In civilian service the T-6 has been a regular participant at air shows, and was used in many movies. Famously, in Tora! Tora! Tora! and The Final Countdown, converted single-seat T-6s painted in Japanese markings represent Mitsubishi Zeroes, whereas in A Bridge too Far it represented the razorback Republic P-47 Thunderbolt.
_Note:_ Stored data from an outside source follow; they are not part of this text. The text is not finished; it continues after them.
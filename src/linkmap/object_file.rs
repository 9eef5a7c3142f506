// Mon Oct 19 2026 - Alex

use std::fmt;
use std::path::Path;

/// An object file listed in the `# Object files:` section of a link map.
///
/// Members of static libraries appear as `libFoo.a(bar.o)`; `library` then
/// holds the basename of the archive and `file` the basename of the member.
#[derive(Debug, Clone, PartialEq, Eq, Hash)]
pub struct ObjectFile {
    path: String,
    file: String,
    library: Option<String>,
}

impl ObjectFile {
    pub fn new(file: &str, library: Option<&str>) -> Self {
        let path = library.unwrap_or(file).to_string();
        Self {
            path,
            file: basename(file),
            library: library.map(basename),
        }
    }

    /// Decodes the remainder of an object-file line (after `[N] `).
    pub fn from_descriptor(descriptor: &str) -> Self {
        match split_library_member(descriptor) {
            Some((library, member)) => Self::new(member, Some(library)),
            None => Self::new(descriptor, None),
        }
    }

    pub fn path(&self) -> &str {
        &self.path
    }

    pub fn file(&self) -> &str {
        &self.file
    }

    pub fn library(&self) -> Option<&str> {
        self.library.as_deref()
    }

    /// The `file.o` form the linker accepts as `file.o:symbol`.
    pub fn order_file_prefix(&self) -> Option<&str> {
        if self.file.ends_with(".o") {
            Some(&self.file)
        } else {
            None
        }
    }
}

impl fmt::Display for ObjectFile {
    fn fmt(&self, f: &mut fmt::Formatter<'_>) -> fmt::Result {
        match &self.library {
            Some(library) => write!(f, "{}({})", library, self.file),
            None => write!(f, "{}", self.file),
        }
    }
}

/// Splits `outer(inner)` into `(outer, inner)`. Returns `None` unless the text
/// ends with `)` and has a matching `(`. `outer` may be empty.
fn split_library_member(text: &str) -> Option<(&str, &str)> {
    let body = text.strip_suffix(')')?;
    let open = body.rfind('(')?;
    Some((&body[..open], &body[open + 1..]))
}

fn basename(path: &str) -> String {
    Path::new(path)
        .file_name()
        .and_then(|name| name.to_str())
        .unwrap_or(path)
        .to_string()
}

#[cfg(test)]
mod tests {
    use super::*;
    use crate::linkmap::{EligibilityFilter, Symbol};
    use std::sync::Arc;

    #[test]
    fn test_plain_object() {
        let obj = ObjectFile::from_descriptor("/build/Objects/AppDelegate.o");
        assert_eq!(obj.file(), "AppDelegate.o");
        assert_eq!(obj.library(), None);
        assert_eq!(obj.path(), "/build/Objects/AppDelegate.o");
        assert_eq!(obj.order_file_prefix(), Some("AppDelegate.o"));
    }

    #[test]
    fn test_library_member() {
        let obj = ObjectFile::from_descriptor("/sdk/GoogleMobileAds.framework/GoogleMobileAds(GADBanner.o)");
        assert_eq!(obj.file(), "GADBanner.o");
        assert_eq!(obj.library(), Some("GoogleMobileAds"));
        assert_eq!(obj.path(), "/sdk/GoogleMobileAds.framework/GoogleMobileAds");
        assert_eq!(obj.order_file_prefix(), Some("GADBanner.o"));
    }

    #[test]
    fn test_no_prefix_without_object_extension() {
        let obj = ObjectFile::from_descriptor("linker synthesized");
        assert_eq!(obj.file(), "linker synthesized");
        assert_eq!(obj.order_file_prefix(), None);

        let dylib = ObjectFile::from_descriptor("/usr/lib/libSystem.tbd");
        assert_eq!(dylib.order_file_prefix(), None);
    }

    #[test]
    fn test_unbalanced_parentheses_stay_in_file() {
        let obj = ObjectFile::from_descriptor("weird(name.o");
        assert_eq!(obj.file(), "weird(name.o");
        assert_eq!(obj.library(), None);
    }

    #[test]
    fn test_empty_library_keeps_member() {
        let obj = ObjectFile::from_descriptor("(only.o)");
        assert_eq!(obj.file(), "only.o");
        assert_eq!(obj.library(), Some(""));
        assert_eq!(obj.path(), "");
        assert_eq!(obj.order_file_prefix(), Some("only.o"));
        assert_eq!(obj.to_string(), "(only.o)");
        let filter = EligibilityFilter::new(vec!["GoogleMobileAds".to_string()]);
        assert!(filter.is_eligible(&Symbol::new("_f", Arc::new(obj))));
    }

    #[test]
    fn test_equality_is_by_value() {
        let a = ObjectFile::from_descriptor("/x/libA.a(foo.o)");
        let b = ObjectFile::from_descriptor("/x/libA.a(foo.o)");
        let c = ObjectFile::from_descriptor("/y/libA.a(foo.o)");
        assert_eq!(a, b);
        assert_ne!(a, c);
    }
}
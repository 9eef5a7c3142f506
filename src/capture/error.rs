// Mon Oct 19 2026 - Alex

use std::path::PathBuf;
use thiserror::Error;

#[derive(Error, Debug)]
pub enum CaptureError {
    #[error("Capture file not found: {0:?}")]
    NotFound(PathBuf),
    #[error("IO error: {0}")]
    Io(#[from] std::io::Error),
    #[error("Invalid capture payload: {0}")]
    Parse(#[from] serde_json::Error),
}
// Wed Oct 21 2026 - Alex

use super::args::{Args, Command};
use super::commands::{CommandContext, CommandExecutor};
use crate::utils::LoggingUtils;

pub struct CommandHandler;

impl CommandHandler {
    pub fn new() -> Self {
        Self
    }

    pub fn execute(&self, args: Args) -> anyhow::Result<()> {
        if args.no_color {
            colored::control::set_override(false);
        }
        self.setup_logging(&args)?;

        let ctx = CommandContext { quiet: args.quiet };
        let executor: &dyn CommandExecutor = match &args.command {
            Command::Generate(gen_args) => gen_args,
            Command::Resolve(resolve_args) => resolve_args,
            Command::Addresses(addresses_args) => addresses_args,
            Command::Stats(stats_args) => stats_args,
        };

        log::debug!("Executing {} command", executor.name());
        executor.execute(&ctx)
    }

    fn setup_logging(&self, args: &Args) -> anyhow::Result<()> {
        let level = LoggingUtils::level_from_str(&args.effective_log_level());

        if let Some(path) = &args.log_file {
            LoggingUtils::init_logger_with_file(level, path)?;
        } else if LoggingUtils::env_configured() {
            LoggingUtils::init_from_env();
        } else {
            LoggingUtils::init_logger(level, !args.no_color);
        }

        Ok(())
    }
}

impl Default for CommandHandler {
    fn default() -> Self {
        Self::new()
    }
}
The New Zealand Warbirds “Roaring 40s” aerobatic team uses ex-Royal New Zealand Air Force Harvards and the Reno National Air Races has a class specifically for the T-6 during their National Air Races each year.
Length: 29′ 5″ 8.9 m
Wingspan: 42′ 0″ 12.8 m
Height: 11′ 8.5″ 3.5 m
Wing area: 254.0 sq ft 23.5 sq m
Empty weight: 4,158 lb 1,885 kg
Loaded weight: 5,300 lb 2,403 kg
Powerplant: 1 × Pratt & Whitney R-1340-AN-1 Wasp radial engine, 600 hp (450 kW)
Maximum speed: 205 mph (330 km/h 178 kt)
Stall speed: 70 mph (61kn, 112 kph)
Range: 750 miles (1,207 km )
Service ceiling: 21,500 ft (6,552 m)
Rate of climb: 1,200 ft/min (365 m/min)
Wing loading: 22.2 lb/ft² (108 kg/m²)
Power/mass: 0.11 hp/lb (kW/kg)
Provision for up to 3× 0.30 in (7.62 mm) machine guns
The Commemorative Air Force’s SNJ-4 Texan “BlueBird” was originally delivered to the US Navy on September 21, 1942 from North American Aviation (Bureau No 10148, N75964 #44, construction number is 88-9830) and passed its check ride just eight days later on the 29th of September. It was then ferried to Waldron Field, Corpus Christi, Texas where it was signed over to the Navy and put into service on the 30th of September 1942.
After 3,011.7 hours of flight time with the 705 Training Squadron, BlueBird was decommissioned on March 26,1946 and transferred to Pratt, Kansas via Vernon, Texas where it was purchased for $250 by a private collector, Darrel Dikeman.
Mr. Dikeman continued to enjoy flying this SNJ-4 until a mishap due to a fouled fuel line in La Venta, Colorado while enroute from Syracuse, Kansas to Alamosa, Colorado for engine service. It was recovered in 1946 and restored to flying condition.
Subsequent to 1946, the ownership of this SNJ is not clear; however it is known to have been delivered to the Royal Saudi Air Force as L-212 on October 31, 1952. (reference: BuNos! Disposition of World War II USN, USMC and USCG Aircraft Listed by Bureau Number. Douglas E. Campbell)
On March 3, 1959 a certificate of airworthiness was issued for SNJ-4, 88-10117 with civil registration number N6411D and on April 12, 1970 it was sold to an unknown owner before finally being acquired by the CAF for restoration in 1982.
The SoCal wing received BlueBird in many pieces on a truck from CAF in Midland, Texas and after six years of careful and dedicated work restored this beautiful aircraft to flying condition.
You are likely to see BlueBird at local air shows or during demonstration flights in the skies over beautiful Ventura County where it is serving the important function of familiarizing individuals with the thrill of flying in this venerable advanced trainer from the second half of the 20th Century.